Some people are gloating over the “First Fine under GDPR in Sweden” where a school has been fined 200,000 euros for testing Face recognition technology for attendance monitoring.
This move deserves unequivocal condemnation and probably is an example of how regulators should not function. It actually appears like the Swedish DPA having scored its first victim who was a soft target just to show that it has the power.
According to one expert,
“The school cannot use consent as a basis for carrying out this processing of personal data, as the individuals in question have a dependency position as pupils in the school,”
While the legal point of ” Undue influence” is well recognized, this also extends to many other situations including employers taking consent from employees.
This decision is a landmark no doubt on how GDPR is used to harass uses of technology.
Even if the authority was unhappy that the school did not consult them with a DPIA before “Testing” the software, it would have been reasonable if the School had been warned and given a nominal fine of One Euro.
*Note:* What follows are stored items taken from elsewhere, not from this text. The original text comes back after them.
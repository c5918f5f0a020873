use std::path::{Component, Path, PathBuf};

use anyhow::{Context, Result};
use fgd_core::{AuditState, Signal, VerificationRequest};
use tracing::{debug, info};

use crate::Check;

/// Required evidence must exist and regular files must be non-empty.
/// Stops at the first failure.
pub struct ArtifactPresenceCheck;

impl Check for ArtifactPresenceCheck {
    fn name(&self) -> &'static str {
        "artifact_presence"
    }

    fn run(&self, req: &VerificationRequest, state: &mut AuditState) -> Result<()> {
        for rel in &req.required {
            let path = under(&req.artifacts_dir, rel);
            if !path.exists() {
                info!(artifact = %rel, "required artifact missing");
                state.flag(Signal::MissingArtifact);
                state.note("missing", rel.as_str());
                return Ok(());
            }
            let meta = std::fs::metadata(&path).with_context(|| format!("stat {}", path.display()))?;
            if meta.is_file() && meta.len() == 0 {
                info!(artifact = %rel, "required artifact empty");
                state.flag(Signal::MissingArtifact);
                state.note("empty", rel.as_str());
                return Ok(());
            }
        }
        debug!(count = req.required.len(), "all required artifacts present");
        Ok(())
    }
}

/// `rel` resolved inside `base`; a leading root or prefix is dropped so an
/// absolute entry never escapes the artifacts directory.
fn under(base: &Path, rel: &str) -> PathBuf {
    let rel: PathBuf = Path::new(rel)
        .components()
        .filter(|c| !matches!(c, Component::RootDir | Component::Prefix(_)))
        .collect();
    base.join(rel)
}
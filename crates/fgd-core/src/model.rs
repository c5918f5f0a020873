use std::path::PathBuf;

pub const DEFAULT_ARTIFACTS_DIR: &str = "artifacts";
pub const DEFAULT_LOGS_PATH: &str = "logs/ci.log";
pub const DEFAULT_CACHE_META_PATH: &str = "cache/metadata.json";
pub const DEFAULT_REQUIRED: [&str; 3] = ["test_report.xml", "build_artifact.bin", "provenance.json"];
pub const RESULT_FILE_NAME: &str = "fgd_result.json";

/// Fixed locations of evidence inside the artifacts directory.
pub const TEST_REPORT_FILE: &str = "test_report.xml";
pub const PROVENANCE_FILE: &str = "provenance.json";

/// One audit of one CI job. Built once at startup and never mutated.
#[derive(Clone, Debug, PartialEq, Eq)]
pub struct VerificationRequest {
    pub commit: String,
    pub artifacts_dir: PathBuf,
    pub logs_path: PathBuf,
    pub cache_meta_path: PathBuf,
    pub required: Vec<String>,
    pub exit_code: i32,
    pub error_pattern: Option<String>,
}

impl VerificationRequest {
    /// Request with every optional input at its default.
    pub fn new(commit: impl Into<String>) -> Self {
        Self {
            commit: commit.into(),
            artifacts_dir: PathBuf::from(DEFAULT_ARTIFACTS_DIR),
            logs_path: PathBuf::from(DEFAULT_LOGS_PATH),
            cache_meta_path: PathBuf::from(DEFAULT_CACHE_META_PATH),
            required: DEFAULT_REQUIRED.iter().map(|s| s.to_string()).collect(),
            exit_code: 0,
            error_pattern: None,
        }
    }

    pub fn test_report_path(&self) -> PathBuf {
        self.artifacts_dir.join(TEST_REPORT_FILE)
    }

    pub fn provenance_path(&self) -> PathBuf {
        self.artifacts_dir.join(PROVENANCE_FILE)
    }

    pub fn default_out_path(&self) -> PathBuf {
        self.artifacts_dir.join(RESULT_FILE_NAME)
    }
}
Then public would have appreciated the gesture and the intention of warning others.
It is possible that the school may be rich enough to bear the fine but the principle of treating an educational institution with a heavy fine for testing technology is unacceptable. If this becomes a precedence, every organization needs to take prior legal opinion before any operational decision on implementation of technology. Many technology implementation projects would hit a roadblock. This is not good for the future of technology.
I wish this order is over turned as excessive application of regulatory power.